Bürgerrechtler Templin über Stasi-Muff: "Wir haben 1968 noch vor uns"
Der ehemalige Oppositionelle Wolfgang Templin sagt: 17.000 Stasi-Mitarbeiter im öffentlichen Dienst sind eine ganze Menge.
taz: Herr Templin, 17.000 Mitarbeiter der Staatssicherheit sollen in Ostdeutschland noch im öffentlichen Dienst arbeiten. Eine überraschende Zahl?
Wolfgang Templin: Die Zahlen haben mich schon überrascht. Ich ging immer davon aus, dass es ein Überdauern im öffentlichen Dienst gab, aber nicht in dieser Dimension.
Heißt das: Stasi raus?
Ich würde es anders formulieren. Man muss überprüfen, um wen es geht und in welcher Funktion er oder sie tätig war. Der Apparat hatte ja viele Ebenen. Es ist ein Unterschied, ob es sich um Leute vom Wachregiment "Feliks Dzierzynski", um Reinigungskräfte oder um Offiziere aus den operativen Einheiten handelt.
Trotz Überprüfung kamen 17.000 Mitarbeiter in den öffentlichen Dienst. Kann man da von einer sinnvollen Überprüfung sprechen?
Wenn bei Einstellungen Unterlagen angefordert wurden, dann muss daraus hervorgegangen sein, dass derjenige beim MfS gearbeitet hat. Da hätte eine Überprüfung in der Regel die Einstellung verboten. Insofern war diese Überprüfung unzureichend.

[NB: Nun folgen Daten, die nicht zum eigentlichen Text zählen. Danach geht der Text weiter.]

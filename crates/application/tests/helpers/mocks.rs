#![allow(dead_code)]

use async_trait::async_trait;
use relay_dns_application::ports::{DnsCachePort, UpstreamResolver};
use relay_dns_domain::DomainError;
use std::collections::HashMap;
use std::net::Ipv4Addr;
use std::sync::atomic::{AtomicUsize, Ordering};
use std::sync::RwLock;
use tokio::time::Instant;

/// In-memory cache double that counts insertions.
#[derive(Default)]
pub struct MockDnsCache {
    entries: RwLock<HashMap<String, (Ipv4Addr, Instant)>>,
    insert_count: AtomicUsize,
}

impl MockDnsCache {
    pub fn new() -> Self {
        Self::default()
    }

    pub fn insert_count(&self) -> usize {
        self.insert_count.load(Ordering::Relaxed)
    }

    pub fn preload(&self, domain: &str, address: Ipv4Addr) {
        self.entries
            .write()
            .unwrap()
            .insert(domain.to_string(), (address, Instant::now()));
    }
}

impl DnsCachePort for MockDnsCache {
    fn lookup(&self, domain: &str) -> Option<Ipv4Addr> {
        self.entries
            .read()
            .unwrap()
            .get(domain)
            .map(|(address, _)| *address)
    }

    fn insert(&self, domain: &str, address: Ipv4Addr) {
        self.insert_count.fetch_add(1, Ordering::Relaxed);
        self.entries
            .write()
            .unwrap()
            .insert(domain.to_string(), (address, Instant::now()));
    }

    fn evict_older_than(&self, cutoff: Instant) -> usize {
        let mut entries = self.entries.write().unwrap();
        let before = entries.len();
        entries.retain(|_, (_, inserted_at)| *inserted_at >= cutoff);
        before - entries.len()
    }

    fn len(&self) -> usize {
        self.entries.read().unwrap().len()
    }
}

/// Upstream double that counts resolve calls and serves canned results.
#[derive(Default)]
pub struct MockUpstreamResolver {
    responses: RwLock<HashMap<String, Result<Ipv4Addr, DomainError>>>,
    call_count: AtomicUsize,
}

impl MockUpstreamResolver {
    pub fn new() -> Self {
        Self::default()
    }

    pub fn set_response(&self, domain: &str, address: Ipv4Addr) {
        self.responses
            .write()
            .unwrap()
            .insert(domain.to_string(), Ok(address));
    }

    pub fn set_error(&self, domain: &str, error: DomainError) {
        self.responses
            .write()
            .unwrap()
            .insert(domain.to_string(), Err(error));
    }

    pub fn call_count(&self) -> usize {
        self.call_count.load(Ordering::Relaxed)
    }
}

#[async_trait]
impl UpstreamResolver for MockUpstreamResolver {
    async fn resolve(&self, domain: &str) -> Result<Ipv4Addr, DomainError> {
        self.call_count.fetch_add(1, Ordering::Relaxed);
        self.responses
            .read()
            .unwrap()
            .get(domain)
            .cloned()
            .unwrap_or_else(|| {
                Err(DomainError::InvalidDomainName(format!(
                    "No mock response for {}",
                    domain
                )))
            })
    }
}
use crate::ports::{DnsCachePort, UpstreamResolver};
use relay_dns_domain::{DnsQuery, DnsRecord, RecordType};
use std::sync::Arc;
use tracing::debug;

/// Per-question entry point: cache hit short-circuits, cache miss goes
/// upstream and fills the cache, upstream failure yields no answer.
pub struct HandleDnsQueryUseCase {
    cache: Arc<dyn DnsCachePort>,
    upstream: Arc<dyn UpstreamResolver>,
    answer_ttl: u32,
}

impl HandleDnsQueryUseCase {
    pub fn new(
        cache: Arc<dyn DnsCachePort>,
        upstream: Arc<dyn UpstreamResolver>,
        answer_ttl: u32,
    ) -> Self {
        Self {
            cache,
            upstream,
            answer_ttl,
        }
    }

    /// Resolve one question into its answer record set.
    ///
    /// Only A questions are answered; every other type is acknowledged with
    /// an empty set, touching neither the cache nor the upstream. An empty
    /// result for an A question means the upstream attempt failed; the
    /// failure is absorbed here, never propagated.
    ///
    /// Answers always advertise the configured TTL, not the entry's
    /// remaining lifetime.
    pub async fn execute(&self, query: &DnsQuery) -> Vec<DnsRecord> {
        if query.record_type != RecordType::A {
            debug!(
                domain = %query.domain,
                record_type = %query.record_type,
                "Unsupported question type, answering with zero records"
            );
            return vec![];
        }

        if let Some(address) = self.cache.lookup(&query.domain) {
            debug!(domain = %query.domain, %address, "Cache hit");
            return vec![self.answer(query, address)];
        }

        match self.upstream.resolve(&query.domain).await {
            Ok(address) => {
                // The round trip ran without any cache lock held; the insert
                // below is the only mutation and is visible to concurrent
                // lookups as soon as it completes.
                self.cache.insert(&query.domain, address);
                debug!(domain = %query.domain, %address, "Resolved upstream, cache filled");
                vec![self.answer(query, address)]
            }
            Err(e) => {
                debug!(domain = %query.domain, error = %e, "Upstream resolution failed");
                vec![]
            }
        }
    }

    fn answer(&self, query: &DnsQuery, address: std::net::Ipv4Addr) -> DnsRecord {
        DnsRecord::new(
            Arc::clone(&query.domain),
            RecordType::A,
            address,
            self.answer_ttl,
        )
    }
}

Es gab im Jahr 1989 allein rund 91.000 Hauptamtliche Mitarbeiter. Klingt da die jetzige Empörung nicht zumindest historisch naiv?
Das sehe ich nicht so. Ich kenne die Argumente noch aus den Neunzigerjahren. Damals wurde von den Hauptamtlichen Mitarbeitern gesagt, die würden es gar nicht erst versuchen, in den öffentlichen Dienst zu kommen. Sehr schnell hat sich die Aufmerksamkeit auf die IMs gerichtet. Leute, die mit der Materie vertraut waren, wussten von der größeren Verantwortung der Hauptamtlichen Mitarbeiter. Bekannte IMs schafften es nicht in den öffentlichen Dienst, in dem Hauptamtliche heute verantwortliche Positionen einnehmen. Das ist ein Skandal.
Zeigen die heftigen Reaktionen auf die aktuellen Fälle, dass das Kapitel Aufarbeitung nicht geschlossen ist?
Ich war immer Anhänger der These: Das Thema ist nicht erledigt. Die Öffentlichkeit ist sensibel. Dass die Aufarbeitung lange dauern würde, dass es Zwischenphasen gibt und Rückschläge, wusste ich. Aber ein Jahr wie dieses, in dem sich die Aufmerksamkeit konzentriert, ist da gar nicht schlecht.
Ist eine Auseinandersetzung der Nachgeborenen mit den Tätern wie 1968 möglich?
Wiederholungen wird es nicht geben. Ich glaube, wir haben dieses 68er-Moment der inneren Auseinandersetzung der Generationen noch vor uns. Das ist bisher nur in Einzelfällen eingetreten.